Siempre que
he descendido desde nuestro altiplano numantino hasta Sevilla, he aprovechado
la ocasión que se me brindaba para visitar esos lugares, para mí sagrados, de
esa ciudad de la Giralda y la Torre del oro, que baña el río Guadalquivir. Y me
refiero, en concreto, a los que tienen mucho que ver emocionalmente con
nuestros tan admirados poetas compartidos. Así, una vez acudí, presto, al
Palacio de las Dueñas, donde nació Antonio Machado, como conmemora la placa
adosada a su fachada que señala: “En una habitación de este Palacio nació, el
26 de julio de 1875, el poeta Antonio
Machado. Aquí conoció la luz, el huerto claro, la fuente y el limonero.
Ayuntamiento de Sevilla 1985.”
Otra vez, me adentré, también, cómo no iba a hacerlo,
por el Parque de María Luisa para contemplar la glorieta con el monumento
levantado para rendir tributo y recuerdo a la memoria del poeta insigne Gustavo
Adolfo Bécquer. De hecho, guardo como oro en paño una fotografía en color donde
yo me encuentro sentado con los brazos apoyados en mis rodillas, mirando de
frente a la cámara, en la segunda de las escalinatas que lo circundan. En
verdad que me agradó su singular belleza y la armónica composición del
conjunto. Y me sorprendió mucho conocer más tarde que no fue nada fácil alzarlo, requiriéndose un largo
proceso, puesto que hubo de esperarse hasta 1911, cuarenta y un años después de
su fallecimiento.
Sabido es que tras
morir G. A. Bécquer, el 22 de diciembre de 1870, un grupo de sus amigos
más cercanos se encargó de publicar sus Obras, con sus famosas Rimas, que
salieron a la luz un año después. A partir de ahí se comenzó a forjar su imagen
de poeta con sensibilidad malherida, que pese a su talento no obtuvo el
reconocimiento de la gente y cayó en el infortunio. Se dice que esa distorsión
de la realidad fue promovida por sus admiradores de Sevilla que buscaban el
reconocimiento póstumo de su paisano. Pero otros, frente a ellos, entendían que
no se trataba “más que de un poetilla y además heterodoxo”. El caso es que esas
posturas de amor y de rechazo contribuyeron a glorificarlo, vinculándolo más a
la leyenda que a la verdad. Lo analiza la profesora Marta Palenque en su libro:
“La construcción del mito Bécquer. El poeta en su ciudad, Sevilla, 1871-1936”,
Ayuntamiento de Sevilla, 2014.
Asimismo,
me enteré de que hubo, previamente, varios intentos de afirmación estatuario,
como el de Antonio Susillo, que resultaron fallidos, y que en base al impulso
dado por los hermanos Joaquín y Serafín Álvarez Quintero en 1909, mediante la
cesión de derechos de autor de su obra “La rima eterna”, pudo por fin
concluirse el monumento que venimos mencionando en honor del poeta romántico.

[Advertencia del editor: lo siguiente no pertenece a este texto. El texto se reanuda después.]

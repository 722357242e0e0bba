//! Loose object storage in the Git format.
//!
//! Objects (blobs, trees, commits and tags) are framed as
//! `<type> <size>\0<payload>`, identified by the SHA-1 of that frame and
//! stored zlib-compressed under `<objects>/<2 hex digits>/<38 hex digits>`.
//!
//! - [`kvlm`]: the header-and-message text format of commits and tags
//! - [`tree`]: the binary directory listing format
//! - [`write_object`] / [`read_object`]: framing, hashing and the on-disk store
//!
//! The store reaches the filesystem only through [`ObjectPaths`], which
//! [`Repository`] and [`ObjectDir`] implement.

pub mod error;
pub mod hash_object;
pub mod kvlm;
pub mod log;
pub mod object;
pub mod object_id;
pub mod object_read;
pub mod object_write;
pub mod repository;
pub mod tree;

pub use error::{ObjectError, Result};
pub use hash_object::{hash_file, hash_object};
pub use kvlm::{Kvlm, KvlmValue};
pub use object::{Blob, Commit, Object, ObjectKind, Tag};
pub use object_id::ObjectId;
pub use object_read::{decode_frame, decode_object, read_object, read_object_of_kind};
pub use object_write::{encode_frame, hash_frame, write_object};
pub use repository::{ObjectDir, ObjectPaths, Repository, RepositoryError};
pub use tree::{Tree, TreeEntry, parse_tree, serialize_tree};

/// Decode a commit or tag payload.
pub fn parse_kvlm(raw: &[u8]) -> Result<Kvlm> {
    Kvlm::parse(raw)
}

pub fn serialize_kvlm(kvlm: &Kvlm) -> Vec<u8> {
    kvlm.serialize()
}
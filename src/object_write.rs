use crate::error::Result;
use crate::object::{Object, ObjectKind};
use crate::object_id::ObjectId;
use crate::repository::{ObjectPaths, loose_object_path};
use flate2::Compression;
use flate2::write::ZlibEncoder;
use sha1::{Digest, Sha1};
use std::io::{self, Write};
use tempfile::NamedTempFile;
use tracing::{debug, trace};

/// The bytes an object id is computed over: `<type> <size>\0<payload>`.
pub fn encode_frame(kind: ObjectKind, payload: &[u8]) -> Vec<u8> {
    let header = format!("{} {}\0", kind, payload.len());
    let mut framed = Vec::with_capacity(header.len() + payload.len());
    framed.extend_from_slice(header.as_bytes());
    framed.extend_from_slice(payload);
    framed
}

/// SHA-1 of already framed bytes.
pub fn hash_frame(framed: &[u8]) -> ObjectId {
    let digest: [u8; 20] = Sha1::digest(framed).into();
    ObjectId::from_bytes(digest)
}

/// Compute the id of `object` and, when `store` is given, persist it.
///
/// Steps:
/// 1. Serialize the payload and prefix it with `"<type> <size>\0"`.
/// 2. Compute the SHA-1 of the framed bytes; hex-encoded, this is the id.
/// 3. Compress the framed bytes using zlib.
/// 4. Store them under `<store>/<first 2 hex chars>/<remaining 38 chars>`.
///
/// An object that is already present is left untouched: its file name is its
/// hash, so the existing file holds the same bytes.
pub fn write_object(object: &Object, store: Option<&dyn ObjectPaths>) -> Result<ObjectId> {
    let framed = encode_frame(object.kind(), &object.serialize());
    let id = hash_frame(&framed);
    let Some(store) = store else {
        return Ok(id);
    };

    let path = loose_object_path(store, &id, true)?;
    if path.exists() {
        trace!(%id, "object already stored");
        return Ok(id);
    }
    let dir = path
        .parent()
        .ok_or_else(|| io::Error::other("object path has no parent directory"))?;
    let mut encoder = ZlibEncoder::new(NamedTempFile::new_in(dir)?, Compression::default());
    encoder.write_all(&framed)?;
    let tmp_file = encoder.finish()?;
    match tmp_file.persist_noclobber(&path) {
        Ok(_) => debug!(%id, kind = %object.kind(), size = framed.len(), "wrote object"),
        // Another writer got there first with identical content.
        Err(e) if e.error.kind() == io::ErrorKind::AlreadyExists => {
            trace!(%id, "object stored concurrently");
        }
        Err(e) => return Err(e.error.into()),
    }
    Ok(id)
}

Diseñado por Lorenzo Coullaut, fue inaugurado en 1912. Su planta es circular y
en su centro se encuentra un gran ciprés de los pantanos. Sobre una pilastra
clásica se asienta la escultura de medio cuerpo del poeta Gustavo Adolfo
Bécquer envuelto por una capa española. A su lado, tres figuras de mujeres
sedentes a tamaño natural, en clara alegoría del amor que llega, el amor que
vive y el amor que muere. Todo ello está tallado en mármol blanco. Aún se
añaden dos figuras en bronce de amor alado, una preparando la flecha para
lanzarla y otra caída y agonizante. Es uno de los monumentos más hermosos que
tiene Sevilla y que se ha convertido en lugar de peregrinación para los enamorados
y los amantes de la literatura.
Gustavo
Adolfo Bécquer (Sevilla 1836- Madrid, 1870), en tanto que origen y estética de
la modernidad, es uno de nuestros escritores más leídos, después de Cervantes.
A la mitificación de su persona ha contribuido, sin duda, su muerte prematura,
con tan solo 34 años. Pero, posiblemente, con toda una serie de tópicos e
incluso de falsedades añadidas que nos dificultan poder llegar al Bécquer
auténtico. El que, gracias a su inestimable legado creativo, ha resultado victorioso
frente al polvoriento olvido y el poder destructivo del paso del tiempo.